(Stored entries)
--- START ---

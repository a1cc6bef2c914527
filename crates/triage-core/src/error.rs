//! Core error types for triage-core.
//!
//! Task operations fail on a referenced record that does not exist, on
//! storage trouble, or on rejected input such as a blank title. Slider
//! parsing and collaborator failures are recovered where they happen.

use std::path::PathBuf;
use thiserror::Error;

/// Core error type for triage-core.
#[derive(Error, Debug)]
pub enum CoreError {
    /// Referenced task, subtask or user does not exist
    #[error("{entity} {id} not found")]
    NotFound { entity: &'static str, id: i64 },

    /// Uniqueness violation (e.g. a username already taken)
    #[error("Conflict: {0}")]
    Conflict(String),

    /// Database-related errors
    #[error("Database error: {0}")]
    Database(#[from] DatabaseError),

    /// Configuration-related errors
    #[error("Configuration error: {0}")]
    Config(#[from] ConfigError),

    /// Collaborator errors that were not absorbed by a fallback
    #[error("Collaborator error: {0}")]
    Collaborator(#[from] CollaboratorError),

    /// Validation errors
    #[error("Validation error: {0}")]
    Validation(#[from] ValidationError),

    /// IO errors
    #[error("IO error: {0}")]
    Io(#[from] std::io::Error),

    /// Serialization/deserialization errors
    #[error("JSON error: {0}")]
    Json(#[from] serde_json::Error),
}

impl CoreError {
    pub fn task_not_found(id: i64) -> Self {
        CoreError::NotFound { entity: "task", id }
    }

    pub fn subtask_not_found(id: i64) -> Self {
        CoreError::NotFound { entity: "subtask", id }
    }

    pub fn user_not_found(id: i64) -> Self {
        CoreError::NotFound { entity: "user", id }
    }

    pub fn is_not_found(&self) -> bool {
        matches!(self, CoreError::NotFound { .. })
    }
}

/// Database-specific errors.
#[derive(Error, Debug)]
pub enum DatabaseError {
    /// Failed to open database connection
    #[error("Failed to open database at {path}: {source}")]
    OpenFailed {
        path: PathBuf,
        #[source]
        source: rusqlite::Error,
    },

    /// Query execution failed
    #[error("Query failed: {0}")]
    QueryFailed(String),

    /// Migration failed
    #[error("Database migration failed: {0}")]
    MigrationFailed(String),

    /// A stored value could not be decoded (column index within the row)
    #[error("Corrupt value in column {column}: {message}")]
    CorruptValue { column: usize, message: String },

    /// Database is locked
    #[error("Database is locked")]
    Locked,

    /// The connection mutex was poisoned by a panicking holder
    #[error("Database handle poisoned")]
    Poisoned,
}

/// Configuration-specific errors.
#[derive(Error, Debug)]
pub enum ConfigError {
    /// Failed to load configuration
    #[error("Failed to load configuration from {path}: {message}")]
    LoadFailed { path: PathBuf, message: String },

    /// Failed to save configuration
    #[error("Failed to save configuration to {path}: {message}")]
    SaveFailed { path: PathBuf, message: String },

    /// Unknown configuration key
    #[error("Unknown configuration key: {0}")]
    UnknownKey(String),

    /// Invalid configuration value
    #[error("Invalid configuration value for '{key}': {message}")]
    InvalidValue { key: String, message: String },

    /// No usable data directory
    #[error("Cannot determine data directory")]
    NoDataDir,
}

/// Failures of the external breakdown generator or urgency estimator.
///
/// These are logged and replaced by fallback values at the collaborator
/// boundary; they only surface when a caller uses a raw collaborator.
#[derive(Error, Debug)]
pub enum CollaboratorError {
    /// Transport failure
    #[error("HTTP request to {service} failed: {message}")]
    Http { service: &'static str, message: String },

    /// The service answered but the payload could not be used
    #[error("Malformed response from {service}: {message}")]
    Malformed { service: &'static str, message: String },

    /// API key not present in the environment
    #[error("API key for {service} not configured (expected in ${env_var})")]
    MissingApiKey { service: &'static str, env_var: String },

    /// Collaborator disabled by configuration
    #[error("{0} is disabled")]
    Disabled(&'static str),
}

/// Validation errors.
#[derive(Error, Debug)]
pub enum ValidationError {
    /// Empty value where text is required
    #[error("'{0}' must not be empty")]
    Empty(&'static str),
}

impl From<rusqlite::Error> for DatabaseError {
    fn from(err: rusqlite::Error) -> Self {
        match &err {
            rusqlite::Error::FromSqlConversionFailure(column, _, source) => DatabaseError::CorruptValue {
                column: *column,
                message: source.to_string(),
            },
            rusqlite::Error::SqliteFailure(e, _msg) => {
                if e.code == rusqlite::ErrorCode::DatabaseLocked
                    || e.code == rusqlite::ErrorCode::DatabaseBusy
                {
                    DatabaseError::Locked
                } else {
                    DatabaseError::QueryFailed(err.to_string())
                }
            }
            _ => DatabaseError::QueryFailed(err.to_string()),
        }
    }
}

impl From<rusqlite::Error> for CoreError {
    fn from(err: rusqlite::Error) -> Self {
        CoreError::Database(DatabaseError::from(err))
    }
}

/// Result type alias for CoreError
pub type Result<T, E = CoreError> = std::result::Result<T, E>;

--- END ---

> **Goal of the exercise**:
What is the number of lines in these entries that hold "NotFound"? Reply with the figure alone.

> **Exercise answer**:
5